Entrevista:O Estado inteligente

domingo, abril 29, 2007

FERREIRA GULLAR

Urgência e sensatez


Crer que criminalidade cairá sem se resolver questão do tráfico é tapar o sol com peneira

A QUESTÃO da criminalidade continua no centro das preocupações de nós todos. O aumento da violência chegou a um ponto intolerável e isso tem mobilizado a opinião pública em todo o país. E, a cada momento, novos fatos vêm mostrar como essa é uma questão complexa e de difícil solução.
Já mais de uma vez, manifestei minha opinião de que não se pode apontar, como causa única da criminalidade, a desigualdade social. Certamente, as condições adversas em que uma criança se crie podem influir sobre seu comportamento, mas, como se sabe, a imensa maioria dessas crianças não se encaminha para o crime.
A redução da desigualdade deve ser o objetivo primeiro de uma sociedade civilizada e digna, mas seria ilusão pensar que, com isso, a criminalidade desapareceria.

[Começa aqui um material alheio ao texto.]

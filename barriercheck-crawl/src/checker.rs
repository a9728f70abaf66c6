//! Rule-based automated accessibility checks
//!
//! Cheap, deterministic rules evaluated over the parsed page facts. The
//! findings feed every LLM prompt as context and give the reducer a
//! model-independent floor. Rule ids are stable; the dispatcher filters
//! them per axis by id fragment.

use std::collections::HashMap;

use barriercheck_core::domain::{CheckFinding, CheckReport};
use tracing::debug;

use crate::extractor::PageFacts;

struct RuleHits {
    description: &'static str,
    pages: Vec<String>,
    count: usize,
}

/// Run all automated rules over the crawled pages.
pub fn run_checks(pages: &[PageFacts]) -> CheckReport {
    let mut violations: HashMap<&'static str, RuleHits> = HashMap::new();
    let mut warnings: HashMap<&'static str, RuleHits> = HashMap::new();
    let mut passes: Vec<CheckFinding> = Vec::new();

    let mut record = |bucket: &mut HashMap<&'static str, RuleHits>,
                      rule: &'static str,
                      description: &'static str,
                      page: &PageFacts,
                      count: usize| {
        if count == 0 {
            return;
        }
        let entry = bucket.entry(rule).or_insert_with(|| RuleHits {
            description,
            pages: Vec::new(),
            count: 0,
        });
        entry.pages.push(page.url.clone());
        entry.count += count;
    };

    for page in pages {
        if page.lang.is_none() {
            record(
                &mut violations,
                "html-lang",
                "Document has no lang attribute on <html>",
                page,
                1,
            );
        }

        let duplicate_ids = count_duplicate_ids(page);
        record(
            &mut violations,
            "duplicate-id",
            "The same id value is used more than once",
            page,
            duplicate_ids,
        );

        let missing_alt = page
            .images
            .iter()
            .filter(|i| {
                i.kind == "img"
                    && i.alt.is_none()
                    && i.aria_label.is_none()
                    && i.aria_labelledby.is_none()
                    && i.role.as_deref() != Some("presentation")
            })
            .count();
        record(
            &mut violations,
            "image-alt",
            "Images without a text alternative",
            page,
            missing_alt,
        );

        let empty_src = page
            .images
            .iter()
            .filter(|i| i.kind == "img" && i.src.as_deref().map(str::is_empty).unwrap_or(false))
            .count();
        record(
            &mut violations,
            "image-empty-src",
            "Images with an empty src attribute",
            page,
            empty_src,
        );

        let unlabeled_fields = page
            .forms
            .iter()
            .flat_map(|f| &f.fields)
            .filter(|f| f.label.is_none() && f.aria_label.is_none() && f.aria_labelledby.is_none())
            .count();
        record(
            &mut violations,
            "form-label",
            "Form fields without a programmatic label",
            page,
            unlabeled_fields,
        );

        record(
            &mut violations,
            "heading-order",
            "Heading levels skip one or more levels",
            page,
            heading_skips(page),
        );

        if page.title.as_deref().map(str::is_empty).unwrap_or(true) {
            record(
                &mut violations,
                "page-title",
                "Page has no title",
                page,
                1,
            );
        }

        let empty_links = page
            .links
            .iter()
            .filter(|l| l.text.is_empty() && l.aria_label.is_none())
            .count();
        record(
            &mut violations,
            "link-name",
            "Links without an accessible name",
            page,
            empty_links,
        );

        // Warnings: signals worth surfacing that need human judgement.
        let has_main = page
            .landmarks
            .iter()
            .any(|l| l.name == "main" || l.name == "role=main");
        if !has_main {
            record(
                &mut warnings,
                "landmark-main",
                "No main landmark found",
                page,
                1,
            );
        }
        if page.skip_links.is_empty() {
            record(
                &mut warnings,
                "bypass",
                "No skip link near the start of the document",
                page,
                1,
            );
        }
        let placeholder_only = page
            .forms
            .iter()
            .flat_map(|f| &f.fields)
            .filter(|f| f.label.is_none() && f.aria_label.is_none() && f.placeholder.is_some())
            .count();
        record(
            &mut warnings,
            "label-placeholder",
            "Fields labelled only by a placeholder",
            page,
            placeholder_only,
        );
        if page.meta_refresh.is_some() {
            record(
                &mut warnings,
                "meta-refresh",
                "Page uses meta refresh",
                page,
                1,
            );
        }
        record(
            &mut warnings,
            "blink",
            "Deprecated moving content elements present",
            page,
            page.marquee_blink_count,
        );
    }

    // Pass entries summarize what checked out fine across the crawl.
    let pass_checks: [(&str, &str, bool); 4] = [
        (
            "html-lang",
            "All pages declare a document language",
            pages.iter().all(|p| p.lang.is_some()),
        ),
        (
            "page-title",
            "All pages carry a non-empty title",
            pages
                .iter()
                .all(|p| p.title.as_deref().map(|t| !t.is_empty()).unwrap_or(false)),
        ),
        (
            "image-alt",
            "All images carry a text alternative or are marked decorative",
            pages.iter().all(|p| {
                p.images.iter().all(|i| {
                    i.kind != "img"
                        || i.alt.is_some()
                        || i.aria_label.is_some()
                        || i.role.as_deref() == Some("presentation")
                })
            }),
        ),
        (
            "duplicate-id",
            "No duplicate id values",
            pages.iter().all(|p| count_duplicate_ids(p) == 0),
        ),
    ];
    for (rule, description, passed) in pass_checks {
        if passed && !pages.is_empty() {
            passes.push(CheckFinding {
                rule_id: rule.to_string(),
                description: description.to_string(),
                pages: Vec::new(),
                count: pages.len(),
            });
        }
    }

    let into_findings = |bucket: HashMap<&'static str, RuleHits>| {
        let mut findings: Vec<CheckFinding> = bucket
            .into_iter()
            .map(|(rule, hits)| CheckFinding {
                rule_id: rule.to_string(),
                description: hits.description.to_string(),
                pages: hits.pages,
                count: hits.count,
            })
            .collect();
        findings.sort_by(|a, b| a.rule_id.cmp(&b.rule_id));
        findings
    };

    let report = CheckReport {
        violations: into_findings(violations),
        warnings: into_findings(warnings),
        passes,
    };

    debug!(
        violations = report.violations.len(),
        warnings = report.warnings.len(),
        passes = report.passes.len(),
        "Automated checks finished"
    );

    report
}

fn count_duplicate_ids(page: &PageFacts) -> usize {
    let mut counts: HashMap<&str, usize> = HashMap::new();
    for id in &page.ids {
        *counts.entry(id.as_str()).or_insert(0) += 1;
    }
    counts.values().filter(|n| **n > 1).map(|n| n - 1).sum()
}

fn heading_skips(page: &PageFacts) -> usize {
    page.headings
        .windows(2)
        .filter(|w| w[1].level > w[0].level + 1)
        .count()
}

#[cfg(test)]
mod tests {
    use super::*;
    use crate::extractor::parse_page;
    use barriercheck_core::domain::PageSnapshot;
    use chrono::Utc;

    fn facts(html: &str, lang: Option<&str>, title: Option<&str>) -> PageFacts {
        parse_page(&PageSnapshot {
            url: "https://example.com/".to_string(),
            status: 200,
            fetched_at: Utc::now(),
            fetch_ms: 1,
            title: title.map(String::from),
            lang: lang.map(String::from),
            html: html.to_string(),
            error: None,
        })
    }

    fn violation_count(report: &CheckReport, rule: &str) -> usize {
        report
            .violations
            .iter()
            .find(|v| v.rule_id == rule)
            .map(|v| v.count)
            .unwrap_or(0)
    }

    #[test]
    fn missing_lang_is_a_violation() {
        let report = run_checks(&[facts("<p>x</p>", None, Some("T"))]);
        assert_eq!(violation_count(&report, "html-lang"), 1);
    }

    #[test]
    fn duplicate_ids_counted_per_extra_occurrence() {
        let report = run_checks(&[facts(
            r#"<div id="a"></div><div id="a"></div><div id="a"></div>"#,
            Some("en"),
            Some("T"),
        )]);
        assert_eq!(violation_count(&report, "duplicate-id"), 2);
    }

    #[test]
    fn heading_skip_detected() {
        let report = run_checks(&[facts(
            "<h1>A</h1><h3>skipped</h3><h4>ok</h4>",
            Some("en"),
            Some("T"),
        )]);
        assert_eq!(violation_count(&report, "heading-order"), 1);
    }

    #[test]
    fn unlabeled_form_field_flagged() {
        let report = run_checks(&[facts(
            r#"<form><input type="text" name="q"></form>"#,
            Some("en"),
            Some("T"),
        )]);
        assert_eq!(violation_count(&report, "form-label"), 1);
    }

    #[test]
    fn clean_page_produces_passes() {
        let report = run_checks(&[facts(
            r##"<a href="#main">Skip</a><main><h1>Hi</h1><img src="/x.png" alt="x"></main>"##,
            Some("en"),
            Some("Clean page"),
        )]);
        assert!(report.violations.is_empty());
        assert!(report
            .passes
            .iter()
            .any(|p| p.rule_id == "image-alt"));
    }

    #[test]
    fn findings_aggregate_across_pages() {
        let a = facts("<p>x</p>", None, Some("A"));
        let b = facts("<p>y</p>", None, Some("B"));
        let report = run_checks(&[a, b]);
        let lang = report
            .violations
            .iter()
            .find(|v| v.rule_id == "html-lang")
            .unwrap();
        assert_eq!(lang.count, 2);
        assert_eq!(lang.pages.len(), 2);
    }
}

Os exemplos surgem a cada momento: nas últimas semanas, noticiou-se que jovens de classe média alta estão envolvidos com o crime. É inevitável perguntar: se esses jovens nunca conheceram privações, não foram criados num ambiente de violência e têm até curso superior, por que se tornaram criminosos?
Não pretendo ter a resposta para essas perguntas, mas uma coisa é certa: o criminoso pode surgir em qualquer classe social, em qualquer meio familiar independente do nível cultural. Do contrário, como explicar a corrupção que grassa nas altas rodas, envolvendo empresários, juízes e desembargadores?
Li recentemente um artigo acerca da criminalidade entre os jovens de menor idade, em que se relatava o comportamento de um menino de nove anos de idade que havia cometido furtos e agressões. Ao chegar à delegacia, verificada sua pouca idade, foi ele solto mas, em lugar de se dar por contente, cuspiu no rosto do policial que o prendera e o ameaçou de morte. Observou o autor do artigo que esses meninos conhecem muito bem as garantias que lhes dá o Estatuto da Criança e do Adolescente e delas se valem para agir livremente sem temer punições. E levanta a questão: até onde se deverá reduzir a maioridade penal, se um menino de nove anos já age desse modo? Conclui que a solução está na família e na escola.
Essa é a conclusão (equivocada) a que muita gente chega. Claro que dar afeto e educação às crianças é o mínimo que se exige de uma sociedade civilizada. Mas não será isso que impedirá o jovem de optar pelo crime. Resumindo: ninguém sabe exatamente qual o remédio mágico que curará essa doença social. Acho que esse remédio mágico não deve ser buscado, simplesmente porque não existe.
Se não me equivoco, o problema nem sempre tem sido focalizado com clareza e uma das principais razões dessa confusão é, a meu ver, o diagnóstico errado de que a causa é apenas social, quando ela pode ser também psicológica, genética, patológica e freqüentemente vinculada ao consumo e ao tráfico de drogas. Imaginar que se reduzirá a criminalidade sem resolver o problema do tráfico é tapar o sol com a peneira.
Devemos esquecer as medidas mágicas e nos habituar com o fato de que os problemas raramente ou nunca têm soluções únicas e definitivas. Para atacá-los com êxito, é preciso pensar com amplitude, isenção, método e paciência.
Um ponto que, a meu ver, deve ser descartado é a suposição de que, se determinada lei ou agravamento da pena não reduz a criminalidade, de nada adianta agravar a punição. O ex-ministro da Justiça Márcio Thomaz Bastos afirmou que a pena para crimes hediondos deveria ser extinta porque sua vigência não reduzira esse tipo de crime. Se fosse assim, então deveríamos extinguir o próprio Código Penal, já que a criminalidade nunca parou de crescer. Raciocínio semelhante conduz a opor-se à redução da maioridade penal, quando, tanto num caso como noutro, trata-se de dar à sociedade meios de se defender da ação dos criminosos. Na verdade, o critério mais justo e eficaz seria aplicar aos menores penas condizentes com a gravidade do crime praticado.
A tese de que a causa da criminalidade é a desigualdade torna o bandido vítima e a sociedade, culpada. Em função disso, criam-se leis complacentes, que estimulam a prática do crime. Não se trata, claro, de encerrar o condenado num calabouço como num inferno. O certo é fazer das penitenciárias lugar de recuperação e educação profissional do criminoso, mas suficientemente seguro para mantê-lo, pelo tempo necessário, longe do convívio social. Em suma, deve-se compreender que uma coisa é a busca de soluções a longo prazo e outra, urgente, garantir a segurança e a tranqüilidade dos cidadãos agora.